*Your objective*.
Print the entire listing. Each line must match the original exactly.

*Data provided*.
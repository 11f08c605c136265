//! Host driver and entry points for the two-phase parallel quicksort.
//!
//! The driver keeps two lists of live sequences (`active`, the ones the
//! next global pass will partition, and `backlog`, where their children
//! collect) plus a `local` list of sequences that have shrunk enough for
//! a single block to finish. Each round it projects `active` into grid
//! descriptors, assigns consecutive blocks to every sequence, launches one
//! global partition pass, reads the returned counts and bracket candidates
//! back, and builds the children. Splitting stops when the queue empties
//! or saturates the sequence limit; everything still pending drains into
//! the local list, and a single local pass finishes the sort.
//!
//! Children whose bracket collapsed (`min == max`) are constant runs and
//! are not queued: if they already live in the result buffer they are
//! done, otherwise the local phase moves them across.

use std::mem;

use crate::constants::{partition_threshold, stripe_elems};
use crate::global_partition::partition_pass;
use crate::local_sort::local_pass;
use crate::reduction::min_max;
use crate::sequence::{Direction, GridSeq, HostSeq, LocalSeq, SortOrder};
use crate::workspace::{max_num_blocks, max_num_sequences, Workspace};

/// Sorts a slice of keys.
pub fn sort_keys(keys: &mut [u32], order: SortOrder) -> Result<(), String> {
    sort_impl(keys, None, order)
}

/// Sorts keys and carries the paired values along.
///
/// Pairs stay together: after the sort, `values[i]` is a value that was
/// paired with an input key equal to `keys[i]`. The sort is not stable, so
/// ties may exchange their values.
pub fn sort_pairs(keys: &mut [u32], values: &mut [u32], order: SortOrder) -> Result<(), String> {
    if keys.len() != values.len() {
        return Err(format!(
            "Key and value lengths differ: {} keys, {} values.",
            keys.len(),
            values.len()
        ));
    }
    sort_impl(keys, Some(values), order)
}

fn sort_impl(keys: &mut [u32], values: Option<&mut [u32]>, order: SortOrder) -> Result<(), String> {
    let n = keys.len();
    if n <= 1 {
        return Ok(());
    }

    let (min_val, max_val) = min_max(keys);
    if min_val == max_val {
        // Distribution zero: every key is equal, the input is its own
        // sorted output and never leaves the caller's buffers.
        return Ok(());
    }

    let key_only = values.is_none();
    let threshold = partition_threshold(key_only);
    let stripe = stripe_elems(key_only);
    let ws = Workspace::new(keys, values.as_deref());

    let mut active: Vec<HostSeq> = Vec::with_capacity(max_num_sequences(n));
    let mut backlog: Vec<HostSeq> = Vec::with_capacity(max_num_sequences(n));
    let mut local: Vec<LocalSeq> = Vec::with_capacity(max_num_sequences(n));
    let mut grid: Vec<GridSeq> = Vec::with_capacity(max_num_sequences(n));
    let mut block_to_seq: Vec<u32> = Vec::with_capacity(max_num_blocks(n));

    if n > threshold {
        let num_seq_limit = (n - 1) / threshold + 1;
        active.push(HostSeq::root(n, min_val, max_val));

        while !active.is_empty() && active.len() < num_seq_limit {
            // Project the host queue onto the grid and hand every sequence
            // a consecutive range of blocks.
            grid.clear();
            block_to_seq.clear();
            for host in &active {
                let block_count = (host.length - 1) / stripe + 1;
                let seq = GridSeq::from_host(host, block_to_seq.len(), block_count);
                let seq_index = grid.len() as u32;
                for _ in seq.first_block..seq.first_block + seq.block_count {
                    block_to_seq.push(seq_index);
                }
                grid.push(seq);
            }

            partition_pass(&ws, &grid, &block_to_seq, order);

            // Build children from the returned counts and brackets.
            backlog.clear();
            for (host, seq) in active.iter().zip(&grid) {
                debug_assert_eq!(
                    seq.lower_total() + seq.greater_total() + seq.pivot_total(),
                    host.length
                );
                if seq.lower_total() > 0 {
                    route_child(
                        HostSeq::lower_child(host, seq),
                        &mut backlog,
                        &mut local,
                        threshold,
                        num_seq_limit,
                    );
                }
                if seq.greater_total() > 0 {
                    route_child(
                        HostSeq::greater_child(host, seq),
                        &mut backlog,
                        &mut local,
                        threshold,
                        num_seq_limit,
                    );
                }
            }
            mem::swap(&mut active, &mut backlog);
        }

        // Queue saturated: splitting further gains no parallelism, the
        // local phase takes whatever is left.
        for host in active.drain(..) {
            local.push(LocalSeq::from_host(&host));
        }
    } else {
        local.push(LocalSeq::root(n));
    }

    local_pass(&ws, &local, order);

    keys.copy_from_slice(&ws.keys_buffer);
    if let Some(v) = values {
        v.copy_from_slice(ws.values_buffer.as_ref().expect("key-value workspace"));
    }
    Ok(())
}

/// Queues a freshly built child: big ones back to the global queue while
/// it has room, the rest to the local phase. Constant runs are already
/// sorted and only pass through the local phase when their bytes still
/// need to reach the result buffer.
fn route_child(
    child: HostSeq,
    backlog: &mut Vec<HostSeq>,
    local: &mut Vec<LocalSeq>,
    threshold: usize,
    num_seq_limit: usize,
) {
    if child.min_val == child.max_val {
        if child.direction == Direction::Primary {
            local.push(LocalSeq::from_host(&child));
        }
        return;
    }
    if child.length > threshold && backlog.len() < num_seq_limit {
        backlog.push(child);
    } else {
        local.push(LocalSeq::from_host(&child));
    }
}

*Result*.
repository 11f08c605c136265
//! Host driver and entry points for the two-phase parallel quicksort.
//!
//! The driver keeps two lists of live sequences (`active`, the ones the
//! next global pass will partition, and `backlog`, where their children
//! collect) plus a `local` list of sequences that have shrunk enough for
//! a single block to finish. Each round it projects `active` into grid
//! descriptors, assigns consecutive blocks to every sequence, launches one
//! global partition pass, reads the returned counts and bracket candidates
//! back, and builds the children. Splitting stops when the queue empties
//! or saturates the sequence limit; everything still pending drains into
//! the local list, and a single local pass finishes the sort.
//!
//! Children whose bracket collapsed (`min == max`) are constant runs and
//! are not queued: if they already live in the result buffer they are
//! done, otherwise the local phase moves them across.

use std::mem;

use crate::constants::{partition_threshold, stripe_elems};
use crate::global_partition::partition_pass;
use crate::local_sort::local_pass;
use crate::reduction::min_max;
use crate::sequence::{Direction, GridSeq, HostSeq, LocalSeq, SortOrder};
use crate::workspace::{max_num_blocks, max_num_sequences, Workspace};

/// Sorts a slice of keys.
pub fn sort_keys(keys: &mut [u32], order: SortOrder) -> Result<(), String> {
    sort_impl(keys, None, order)
}

/// Sorts keys and carries the paired values along.
///
/// Pairs stay together: after the sort, `values[i]` is a value that was
/// paired with an input key equal to `keys[i]`. The sort is not stable, so
/// ties may exchange their values.
pub fn sort_pairs(keys: &mut [u32], values: &mut [u32], order: SortOrder) -> Result<(), String> {
    if keys.len() != values.len() {
        return Err(format!(
            "Key and value lengths differ: {} keys, {} values.",
            keys.len(),
            values.len()
        ));
    }
    sort_impl(keys, Some(values), order)
}

fn sort_impl(keys: &mut [u32], values: Option<&mut [u32]>, order: SortOrder) -> Result<(), String> {
    let n = keys.len();
    if n <= 1 {
        return Ok(());
    }

    let (min_val, max_val) = min_max(keys);
    if min_val == max_val {
        // Distribution zero: every key is equal, the input is its own
        // sorted output and never leaves the caller's buffers.
        return Ok(());
    }

    let key_only = values.is_none();
    let threshold = partition_threshold(key_only);
    let stripe = stripe_elems(key_only);
    let ws = Workspace::new(keys, values.as_deref());

    let mut active: Vec<HostSeq> = Vec::with_capacity(max_num_sequences(n));
    let mut backlog: Vec<HostSeq> = Vec::with_capacity(max_num_sequences(n));
    let mut local: Vec<LocalSeq> = Vec::with_capacity(max_num_sequences(n));
    let mut grid: Vec<GridSeq> = Vec::with_capacity(max_num_sequences(n));
    let mut block_to_seq: Vec<u32> = Vec::with_capacity(max_num_blocks(n));

    if n > threshold {
        let num_seq_limit = (n - 1) / threshold + 1;
        active.push(HostSeq::root(n, min_val, max_val));

        while !active.is_empty() && active.len() < num_seq_limit {
            // Project the host queue onto the grid and hand every sequence
            // a consecutive range of blocks.
            grid.clear();
            block_to_seq.clear();
            for host in &active {
                let block_count = (host.length - 1) / stripe + 1;
                let seq = GridSeq::from_host(host, block_to_seq.len(), block_count);
                let seq_index = grid.len() as u32;
                for _ in seq.first_block..seq.first_block + seq.block_count {
                    block_to_seq.push(seq_index);
                }
                grid.push(seq);
            }

            partition_pass(&ws, &grid, &block_to_seq, order);

            // Build children from the returned counts and brackets.
            backlog.clear();
            for (host, seq) in active.iter().zip(&grid) {
                debug_assert_eq!(
                    seq.lower_total() + seq.greater_total() + seq.pivot_total(),
                    host.length
                );
                if seq.lower_total() > 0 {
                    route_child(
                        HostSeq::lower_child(host, seq),
                        &mut backlog,
                        &mut local,
                        threshold,
                        num_seq_limit,
                    );
                }
                if seq.greater_total() > 0 {
                    route_child(
                        HostSeq::greater_child(host, seq),
                        &mut backlog,
                        &mut local,
                        threshold,
                        num_seq_limit,
                    );
                }
            }
            mem::swap(&mut active, &mut backlog);
        }

        // Queue saturated: splitting further gains no parallelism, the
        // local phase takes whatever is left.
        for host in active.drain(..) {
            local.push(LocalSeq::from_host(&host));
        }
    } else {
        local.push(LocalSeq::root(n));
    }

    local_pass(&ws, &local, order);

    keys.copy_from_slice(&ws.keys_buffer);
    if let Some(v) = values {
        v.copy_from_slice(ws.values_buffer.as_ref().expect("key-value workspace"));
    }
    Ok(())
}

/// Queues a freshly built child: big ones back to the global queue while
/// it has room, the rest to the local phase. Constant runs are already
/// sorted and only pass through the local phase when their bytes still
/// need to reach the result buffer.
fn route_child(
    child: HostSeq,
    backlog: &mut Vec<HostSeq>,
    local: &mut Vec<LocalSeq>,
    threshold: usize,
    num_seq_limit: usize,
) {
    if child.min_val == child.max_val {
        if child.direction == Direction::Primary {
            local.push(LocalSeq::from_host(&child));
        }
        return;
    }
    if child.length > threshold && backlog.len() < num_seq_limit {
        backlog.push(child);
    } else {
        local.push(LocalSeq::from_host(&child));
    }
}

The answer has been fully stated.